> _Records for processing_
=== Begin Enclosure ===

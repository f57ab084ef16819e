//! Message queues
//!
//! Fixed-depth queues of byte messages no larger than the size given at
//! creation. Sending never blocks.

use crate::context::CallerContext;
use crate::error::{OsalError, OsalResult};
use crate::Osal;
use core_types::{ObjectId, ObjectKind, Timeout};
use kernel_api::{HostQueue, KernelError};
use serde::Serialize;
use std::sync::Arc;

pub struct QueueRecord {
    host: Arc<dyn HostQueue>,
    depth: usize,
    msg_size: usize,
}

#[derive(Debug, Clone, PartialEq, Eq, Serialize)]
pub struct QueueInfo {
    pub name: String,
    pub creator: ObjectId,
    pub depth: usize,
    pub msg_size: usize,
    /// Messages waiting right now
    pub queued: usize,
}

impl Osal {
    pub fn queue_create(
        &self,
        caller: CallerContext,
        name: &str,
        depth: usize,
        msg_size: usize,
    ) -> OsalResult<ObjectId> {
        if depth == 0 || depth > self.config.queue_max_depth || msg_size == 0 {
            return Err(OsalError::QueueInvalidSize);
        }
        self.create_object(&self.queues, caller, Some(name), |_, _| {
            let host = self
                .kernel
                .create_queue(depth, msg_size)
                .map_err(|e| OsalError::allocation(ObjectKind::Queue, e))?;
            Ok(QueueRecord {
                host,
                depth,
                msg_size,
            })
        })
    }

    pub fn queue_delete(&self, id: ObjectId) -> OsalResult<()> {
        self.delete_object(&self.queues, id, |record| {
            record.payload().host.destroy();
            Ok(())
        })?;
        Ok(())
    }

    /// Enqueues a copy of `data`
    pub fn queue_put(&self, id: ObjectId, data: &[u8]) -> OsalResult<()> {
        let record = self.queues.lookup(id)?;
        let queue = record.payload();
        if data.len() > queue.msg_size {
            return Err(OsalError::QueueInvalidSize);
        }
        queue.host.send(data).map_err(|err| match err {
            KernelError::Full => OsalError::QueueFull,
            KernelError::MessageTooLarge { .. } => OsalError::QueueInvalidSize,
            other => OsalError::Failure(other.to_string()),
        })
    }

    /// Dequeues the oldest message
    ///
    /// [`Timeout::Check`] on an empty queue yields `QueueEmpty`; an expired
    /// timed wait yields `QueueTimeout`.
    pub fn queue_get(&self, id: ObjectId, timeout: Timeout) -> OsalResult<Vec<u8>> {
        let record = self.queues.lookup(id)?;
        let wait = self.clock.wait_for(timeout);
        record.payload().host.receive(wait).map_err(|err| match err {
            KernelError::Empty | KernelError::WouldBlock => OsalError::QueueEmpty,
            KernelError::Timeout => OsalError::QueueTimeout,
            other => OsalError::Failure(other.to_string()),
        })
    }

    pub fn queue_get_id_by_name(&self, name: &str) -> OsalResult<ObjectId> {
        Ok(self.queues.find_by_name(name)?)
    }

    pub fn queue_get_info(&self, id: ObjectId) -> OsalResult<QueueInfo> {
        let record = self.queues.lookup(id)?;
        let queue = record.payload();
        Ok(QueueInfo {
            name: record.name().unwrap_or_default().to_string(),
            creator: record.creator(),
            depth: queue.depth,
            msg_size: queue.msg_size,
            queued: queue.host.len(),
        })
    }
}

#[cfg(test)]
mod tests {
    use super::*;
    use crate::test_support;
    use std::time::{Duration, Instant};

    #[test]
    fn test_put_and_get() {
        let osal = test_support::osal();
        let q = osal.queue_create(CallerContext::ROOT, "cmds", 4, 16).unwrap();
        osal.queue_put(q, b"first").unwrap();
        osal.queue_put(q, b"second").unwrap();

        assert_eq!(osal.queue_get_info(q).unwrap().queued, 2);
        assert_eq!(osal.queue_get(q, Timeout::Check).unwrap(), b"first");
        assert_eq!(osal.queue_get(q, Timeout::Pend).unwrap(), b"second");
    }

    #[test]
    fn test_size_limits() {
        let osal = test_support::osal();
        assert_eq!(
            osal.queue_create(CallerContext::ROOT, "zero", 0, 8),
            Err(OsalError::QueueInvalidSize)
        );
        assert_eq!(
            osal.queue_create(CallerContext::ROOT, "deep", 51, 8),
            Err(OsalError::QueueInvalidSize)
        );
        assert_eq!(
            osal.queue_create(CallerContext::ROOT, "empty", 4, 0),
            Err(OsalError::QueueInvalidSize)
        );

        let q = osal.queue_create(CallerContext::ROOT, "small", 1, 4).unwrap();
        assert_eq!(osal.queue_put(q, b"12345"), Err(OsalError::QueueInvalidSize));
        osal.queue_put(q, b"1234").unwrap();
        assert_eq!(osal.queue_put(q, b"x"), Err(OsalError::QueueFull));
    }

    #[test]
    fn test_empty_and_timeout() {
        let osal = test_support::osal();
        let q = osal.queue_create(CallerContext::ROOT, "idle", 2, 4).unwrap();
        assert_eq!(osal.queue_get(q, Timeout::Check), Err(OsalError::QueueEmpty));

        let start = Instant::now();
        assert_eq!(
            osal.queue_get(q, Timeout::Millis(30)),
            Err(OsalError::QueueTimeout)
        );
        assert!(start.elapsed() >= Duration::from_millis(25));
    }

    #[test]
    fn test_get_blocks_until_put() {
        let osal = test_support::osal();
        let q = osal.queue_create(CallerContext::ROOT, "handoff", 2, 8).unwrap();
        let sender = osal.clone();
        let handle = std::thread::spawn(move || {
            std::thread::sleep(Duration::from_millis(20));
            sender.queue_put(q, b"ping").unwrap();
        });
        assert_eq!(osal.queue_get(q, Timeout::Millis(2000)).unwrap(), b"ping");
        handle.join().unwrap();
    }

    #[test]
    fn test_info_and_lookup() {
        let osal = test_support::osal();
        let q = osal.queue_create(CallerContext::ROOT, "telemetry", 8, 32).unwrap();
        assert_eq!(osal.queue_get_id_by_name("telemetry").unwrap(), q);
        let info = osal.queue_get_info(q).unwrap();
        assert_eq!(info.depth, 8);
        assert_eq!(info.msg_size, 32);
        assert_eq!(info.creator, ObjectId::UNDEFINED);

        osal.queue_delete(q).unwrap();
        assert_eq!(osal.queue_put(q, b"late"), Err(OsalError::InvalidId));
        assert_eq!(
            osal.queue_get_id_by_name("telemetry"),
            Err(OsalError::NameNotFound)
        );
    }
}
//! Caller identity
//!
//! Creation calls record which task created the object. Rather than
//! looking the current thread up in the task table, the caller says who it
//! is by passing a [`CallerContext`].

use crate::error::OsalResult;
use crate::Osal;
use core_types::ObjectId;
use std::ops::Deref;
use std::sync::Arc;

/// Identity of the task making a call
#[derive(Debug, Clone, Copy, PartialEq, Eq, Hash, Default)]
pub struct CallerContext {
    task: ObjectId,
}

impl CallerContext {
    /// Code running outside any layer task (startup, tests)
    pub const ROOT: CallerContext = CallerContext {
        task: ObjectId::UNDEFINED,
    };

    pub fn root() -> Self {
        Self::ROOT
    }

    pub(crate) fn for_task(task: ObjectId) -> Self {
        Self { task }
    }

    /// Handle of the calling task, [`ObjectId::UNDEFINED`] for the root
    pub fn task(&self) -> ObjectId {
        self.task
    }

    pub fn is_root(&self) -> bool {
        self.task.is_undefined()
    }
}

/// Handed to every task entry point
///
/// Derefs to [`Osal`], so a task calls the layer directly through it.
pub struct TaskContext {
    osal: Arc<Osal>,
    caller: CallerContext,
}

impl TaskContext {
    pub(crate) fn new(osal: Arc<Osal>, task: ObjectId) -> Self {
        Self {
            osal,
            caller: CallerContext::for_task(task),
        }
    }

    /// Handle of this task
    pub fn id(&self) -> ObjectId {
        self.caller.task()
    }

    /// Context to pass to creation calls made by this task
    pub fn caller(&self) -> CallerContext {
        self.caller
    }

    pub fn osal(&self) -> &Arc<Osal> {
        &self.osal
    }

    /// True once this task has been deleted and should return
    pub fn should_exit(&self) -> bool {
        self.osal.kernel.cancellation_requested()
    }

    /// Starts a task from inside this one
    ///
    /// Same as [`Osal::task_create`], which needs the shared handle the
    /// deref to [`Osal`] can't give.
    pub fn task_create<F>(
        &self,
        caller: CallerContext,
        name: &str,
        stack_size: usize,
        priority: u32,
        entry: F,
    ) -> OsalResult<ObjectId>
    where
        F: FnOnce(TaskContext) + Send + 'static,
    {
        self.osal.task_create(caller, name, stack_size, priority, entry)
    }
}

impl Deref for TaskContext {
    type Target = Osal;

    fn deref(&self) -> &Osal {
        &self.osal
    }
}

=== End Enclosure ===

> _Problem to work on_
Find out how many lines in the data above hold the word "telemetry". Write only the number.

> _Answer section_
3